▸ INPUT DATA
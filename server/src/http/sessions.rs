//! `POST /api/sessions`, `/attach`, `GET /available`, `DELETE /:id`,
//! `POST /:id/hide` (SPEC_FULL.md §4.4, §4.7).

use std::time::Duration;

use axum::extract::{Path, Query, State};
use axum::routing::{get, post};
use axum::{Json, Router};
use serde::Deserialize;

use session_manager_core::discovery::AvailableSession;
use session_manager_core::mux;
use session_manager_core::session::Session;

use crate::http::ApiError;
use crate::state::AppState;

#[derive(Debug, Deserialize)]
#[serde(rename_all = "camelCase")]
pub struct CreateSessionRequest {
    pub host_id: String,
    pub name: String,
    pub working_dir: String,
    #[serde(default)]
    pub command: Option<String>,
    #[serde(default)]
    pub workspace_id: Option<String>,
}

#[derive(Debug, Deserialize)]
#[serde(rename_all = "camelCase")]
pub struct AttachRequest {
    pub session_id: String,
    #[serde(default)]
    pub workspace_id: Option<String>,
}

#[derive(Debug, Deserialize)]
pub struct AvailableQuery {
    #[serde(rename = "hostId")]
    pub host_id: String,
}

pub fn router() -> Router<AppState> {
    Router::new()
        .route("/", post(create_session))
        .route("/attach", post(attach_session))
        .route("/available", get(list_available))
        .route("/:id", axum::routing::delete(delete_session))
        .route("/:id/hide", post(hide_session))
}

async fn create_session(
    State(state): State<AppState>,
    Json(req): Json<CreateSessionRequest>,
) -> Result<Json<Session>, ApiError> {
    let host = state
        .host(&req.host_id)
        .ok_or_else(|| ApiError::not_found(format!("host '{}' not found", req.host_id)))?;

    if req.working_dir != "~" {
        let check = format!("test -d '{}'", req.working_dir);
        let (exit, _, _) = state
            .discovery
            .run_command(&host, &check)
            .map_err(|e| ApiError::bad_request(format!("could not verify working directory: {e}")))?;
        if exit != 0 {
            return Err(ApiError::bad_request(format!(
                "working directory '{}' does not exist on host '{}'",
                req.working_dir, req.host_id
            )));
        }
    }

    let create_cmd = mux::build_create_session_command(&req.name, &req.working_dir, req.command.as_deref());
    let (exit, _, stderr) = state
        .discovery
        .run_command(&host, &create_cmd)
        .map_err(ApiError::bad_request)?;
    if exit != 0 {
        return Err(ApiError::bad_request(format!("failed to create session: {stderr}")));
    }

    let wait = if host.is_local() { Duration::from_millis(500) } else { Duration::from_millis(1500) };
    tokio::time::sleep(wait).await;

    let snapshot = state.discovery.run_cycle().await;
    let created = snapshot
        .iter()
        .find(|s| s.host.id == req.host_id && s.name == req.name)
        .cloned()
        .ok_or_else(|| ApiError::not_found("session was created but not found by discovery"))?;

    state.discovery.add_managed(&created.id.0, req.workspace_id.clone())?;
    Ok(Json(created))
}

async fn attach_session(State(state): State<AppState>, Json(req): Json<AttachRequest>) -> Result<Json<Session>, ApiError> {
    let snapshot = state.discovery.subscribe().borrow().clone();
    let session = snapshot
        .iter()
        .find(|s| s.id.0 == req.session_id)
        .cloned()
        .ok_or_else(|| ApiError::not_found(format!("session '{}' not found", req.session_id)))?;

    state.discovery.add_managed(&session.id.0, req.workspace_id.clone())?;
    state.discovery.unhide(&session.id.0)?;
    Ok(Json(session))
}

async fn list_available(State(state): State<AppState>, Query(query): Query<AvailableQuery>) -> Json<Vec<AvailableSession>> {
    Json(state.discovery.list_available_for(&query.host_id))
}

async fn delete_session(State(state): State<AppState>, Path(id): Path<String>) -> Result<Json<serde_json::Value>, ApiError> {
    let snapshot = state.discovery.subscribe().borrow().clone();
    if let Some(session) = snapshot.iter().find(|s| s.id.0 == id) {
        if let Some(host) = state.host(&session.host.id) {
            let cmd = mux::build_kill_session_command(&session.mux.session_name);
            let _ = state.discovery.run_command(&host, &cmd);
        }
    }
    state.bridges.close(&id);
    state.discovery.remove_managed(&id)?;
    Ok(Json(serde_json::json!({ "deleted": id })))
}

async fn hide_session(State(state): State<AppState>, Path(id): Path<String>) -> Result<Json<serde_json::Value>, ApiError> {
    state.discovery.hide(&id)?;
    Ok(Json(serde_json::json!({ "hidden": id })))
}
//! Client Fan-out Hub (SPEC_FULL.md §4.6).
//!
//! One WebSocket endpoint, many clients, many sessions. Each client
//! tracks its own subscription set; the hub keeps no other state across
//! a reconnect — a client that reconnects simply re-sends `subscribe`
//! for whatever it cares about. Grounded on the WebSocket terminal
//! bridge in `attractor-web`'s `server/terminal.rs` (split sender/receiver,
//! binary PTY frames, a JSON control message interleaved on the same
//! socket) generalized from one fixed PTY per socket to many named
//! sessions multiplexed over one socket.

use std::collections::{HashMap, HashSet};
use std::sync::atomic::{AtomicBool, Ordering};
use std::sync::{Arc, Mutex};
use std::time::Duration;

use axum::extract::ws::{Message, WebSocket, WebSocketUpgrade};
use axum::extract::State;
use axum::response::IntoResponse;
use futures::{SinkExt, StreamExt};
use serde::{Deserialize, Serialize};
use tokio::sync::mpsc;
use tracing::{info, warn};

use session_manager_core::connection::traits::OutputSink;
use session_manager_core::session::{Session, SessionId};

use crate::state::AppState;

const HEARTBEAT_INTERVAL: Duration = Duration::from_secs(30);

#[derive(Debug, Deserialize)]
#[serde(tag = "type", rename_all = "kebab-case")]
enum InboundMessage {
    Subscribe { #[serde(rename = "sessionId")] session_id: String },
    Unsubscribe { #[serde(rename = "sessionId")] session_id: String },
    Input { #[serde(rename = "sessionId")] session_id: String, data: String },
    Resize { #[serde(rename = "sessionId")] session_id: String, cols: u16, rows: u16 },
    ListSessions,
}

#[derive(Debug, Clone, Serialize)]
#[serde(tag = "type", rename_all = "kebab-case")]
pub enum OutboundMessage {
    Sessions {
        sessions: Vec<Session>,
    },
    Output {
        #[serde(rename = "sessionId")]
        session_id: String,
        data: String,
    },
    Buffer {
        #[serde(rename = "sessionId")]
        session_id: String,
        data: Vec<String>,
    },
    Error {
        message: String,
        #[serde(skip_serializing_if = "Option::is_none")]
        code: Option<String>,
    },
}

struct ClientHandle {
    sender: mpsc::UnboundedSender<OutboundMessage>,
    subscriptions: Mutex<HashSet<String>>,
}

/// Tracks every connected client's subscriptions and implements
/// [`OutputSink`] so a [`session_manager_core::bridge::BridgeRegistry`]
/// can push bytes here without knowing about WebSockets.
#[derive(Default)]
pub struct ClientRegistry {
    clients: Mutex<HashMap<String, Arc<ClientHandle>>>,
}

impl ClientRegistry {
    pub fn new() -> Self {
        Self::default()
    }

    fn register(&self, client_id: &str) -> mpsc::UnboundedReceiver<OutboundMessage> {
        let (tx, rx) = mpsc::unbounded_channel();
        let handle = Arc::new(ClientHandle {
            sender: tx,
            subscriptions: Mutex::new(HashSet::new()),
        });
        self.clients.lock().unwrap().insert(client_id.to_string(), handle);
        rx
    }

    fn unregister(&self, client_id: &str) -> HashSet<String> {
        match self.clients.lock().unwrap().remove(client_id) {
            Some(handle) => handle.subscriptions.lock().unwrap().clone(),
            None => HashSet::new(),
        }
    }

    fn mark_subscribed(&self, client_id: &str, session_id: &str) {
        if let Some(handle) = self.clients.lock().unwrap().get(client_id) {
            handle.subscriptions.lock().unwrap().insert(session_id.to_string());
        }
    }

    fn mark_unsubscribed(&self, client_id: &str, session_id: &str) {
        if let Some(handle) = self.clients.lock().unwrap().get(client_id) {
            handle.subscriptions.lock().unwrap().remove(session_id);
        }
    }

    fn send_to(&self, client_id: &str, message: OutboundMessage) {
        if let Some(handle) = self.clients.lock().unwrap().get(client_id) {
            let _ = handle.sender.send(message);
        }
    }

    /// Broadcast a fresh Discovery snapshot to every connected client
    /// (SPEC_FULL.md §4.6, "Broadcast").
    pub fn broadcast_sessions(&self, sessions: Vec<Session>) {
        let clients = self.clients.lock().unwrap();
        for handle in clients.values() {
            let _ = handle.sender.send(OutboundMessage::Sessions { sessions: sessions.clone() });
        }
    }

    fn subscribers_of(&self, session_id: &str) -> Vec<String> {
        self.clients
            .lock()
            .unwrap()
            .iter()
            .filter(|(_, h)| h.subscriptions.lock().unwrap().contains(session_id))
            .map(|(id, _)| id.clone())
            .collect()
    }
}

impl OutputSink for ClientRegistry {
    fn send_output(&self, session_id: &SessionId, data: &[u8]) {
        let text = String::from_utf8_lossy(data).to_string();
        for client_id in self.subscribers_of(&session_id.0) {
            self.send_to(
                &client_id,
                OutboundMessage::Output {
                    session_id: session_id.0.clone(),
                    data: text.clone(),
                },
            );
        }
    }

    fn send_exit(&self, session_id: &SessionId, exit_code: Option<i32>) {
        let message = match exit_code {
            Some(code) => format!("session {session_id} exited with code {code}"),
            None => format!("session {session_id} ended"),
        };
        for client_id in self.subscribers_of(&session_id.0) {
            self.send_to(
                &client_id,
                OutboundMessage::Error {
                    message: message.clone(),
                    code: Some("session_ended".to_string()),
                },
            );
        }
    }

    fn send_error(&self, session_id: &SessionId, message: &str) {
        for client_id in self.subscribers_of(&session_id.0) {
            self.send_to(
                &client_id,
                OutboundMessage::Error {
                    message: message.to_string(),
                    code: Some("bridge_error".to_string()),
                },
            );
        }
    }
}

fn new_client_id() -> String {
    use rand::Rng;
    let n: u64 = rand::thread_rng().gen();
    format!("client-{n:016x}")
}

pub async fn ws_handler(ws: WebSocketUpgrade, State(state): State<AppState>) -> impl IntoResponse {
    ws.on_upgrade(move |socket| handle_socket(socket, state))
}

async fn handle_socket(socket: WebSocket, state: AppState) {
    let client_id = new_client_id();
    let mut out_rx = state.clients.register(&client_id);
    info!(client = %client_id, "websocket client connected");

    let (mut sender, mut receiver) = socket.split();
    let alive = Arc::new(AtomicBool::new(true));
    let mut heartbeat = tokio::time::interval(HEARTBEAT_INTERVAL);
    heartbeat.tick().await; // first tick fires immediately

    loop {
        tokio::select! {
            outbound = out_rx.recv() => {
                match outbound {
                    Some(message) => {
                        let Ok(json) = serde_json::to_string(&message) else { continue };
                        if sender.send(Message::Text(json)).await.is_err() {
                            break;
                        }
                    }
                    None => break,
                }
            }
            incoming = receiver.next() => {
                match incoming {
                    Some(Ok(Message::Text(text))) => {
                        handle_inbound(&text, &client_id, &state).await;
                    }
                    Some(Ok(Message::Pong(_))) => {
                        alive.store(true, Ordering::SeqCst);
                    }
                    Some(Ok(Message::Close(_))) | None => break,
                    Some(Ok(_)) => {}
                    Some(Err(e)) => {
                        warn!(client = %client_id, error = %e, "websocket read error");
                        break;
                    }
                }
            }
            _ = heartbeat.tick() => {
                if !alive.swap(false, Ordering::SeqCst) {
                    warn!(client = %client_id, "heartbeat missed, closing connection");
                    break;
                }
                if sender.send(Message::Ping(Vec::new())).await.is_err() {
                    break;
                }
            }
        }
    }

    let subscriptions = state.clients.unregister(&client_id);
    for session_id in subscriptions {
        state.bridges.unsubscribe(&session_id, &client_id);
    }
    info!(client = %client_id, "websocket client disconnected");
}

async fn handle_inbound(text: &str, client_id: &str, state: &AppState) {
    let message: InboundMessage = match serde_json::from_str(text) {
        Ok(m) => m,
        Err(e) => {
            state.clients.send_to(
                client_id,
                OutboundMessage::Error {
                    message: format!("malformed message: {e}"),
                    code: Some("bad_request".to_string()),
                },
            );
            return;
        }
    };

    match message {
        InboundMessage::Subscribe { session_id } => subscribe(client_id, &session_id, state).await,
        InboundMessage::Unsubscribe { session_id } => {
            state.bridges.unsubscribe(&session_id, client_id);
            state.clients.mark_unsubscribed(client_id, &session_id);
        }
        InboundMessage::Input { session_id, data } => {
            if let Err(e) = state.bridges.input(&session_id, data.as_bytes()) {
                state.clients.send_to(
                    client_id,
                    OutboundMessage::Error { message: e.to_string(), code: Some("input_failed".to_string()) },
                );
            }
        }
        InboundMessage::Resize { session_id, cols, rows } => {
            if let Err(e) = state.bridges.resize(&session_id, cols, rows) {
                state.clients.send_to(
                    client_id,
                    OutboundMessage::Error { message: e.to_string(), code: Some("resize_failed".to_string()) },
                );
            }
        }
        InboundMessage::ListSessions => {
            let snapshot = state.discovery.subscribe().borrow().clone();
            let published = state.discovery.publishable(&snapshot, false);
            state.clients.send_to(client_id, OutboundMessage::Sessions { sessions: published });
        }
    }
}

async fn subscribe(client_id: &str, session_id: &str, state: &AppState) {
    let snapshot = state.discovery.subscribe().borrow().clone();
    let Some(session) = snapshot.iter().find(|s| s.id.0 == session_id) else {
        state.clients.send_to(
            client_id,
            OutboundMessage::Error {
                message: format!("unknown session: {session_id}"),
                code: Some("not_found".to_string()),
            },
        );
        return;
    };

    let result = state
        .bridges
        .subscribe(
            &session.id,
            &session.host.id,
            session.is_assistant_session,
            client_id,
            session.dimensions.cols,
            session.dimensions.rows,
            Some(&session.working_directory),
        )
        .await;

    match result {
        Ok((_, buffer)) => {
            state.clients.mark_subscribed(client_id, session_id);
            state.clients.send_to(client_id, OutboundMessage::Buffer { session_id: session_id.to_string(), data: buffer });
        }
        Err(e) => {
            state.clients.send_to(
                client_id,
                OutboundMessage::Error { message: e.to_string(), code: Some("bridge_open_failed".to_string()) },
            );
        }
    }
}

▸ WHAT YOU WILL DO
Find the word "match" in the records, and report each line that has it.

▸ THE COMPLETED TASK
        match self.clients.lock().unwrap().remove(client_id) {
        let message = match exit_code {
                match outbound {
                match incoming {
    let message: InboundMessage = match serde_json::from_str(text) {
    match message {
    match result {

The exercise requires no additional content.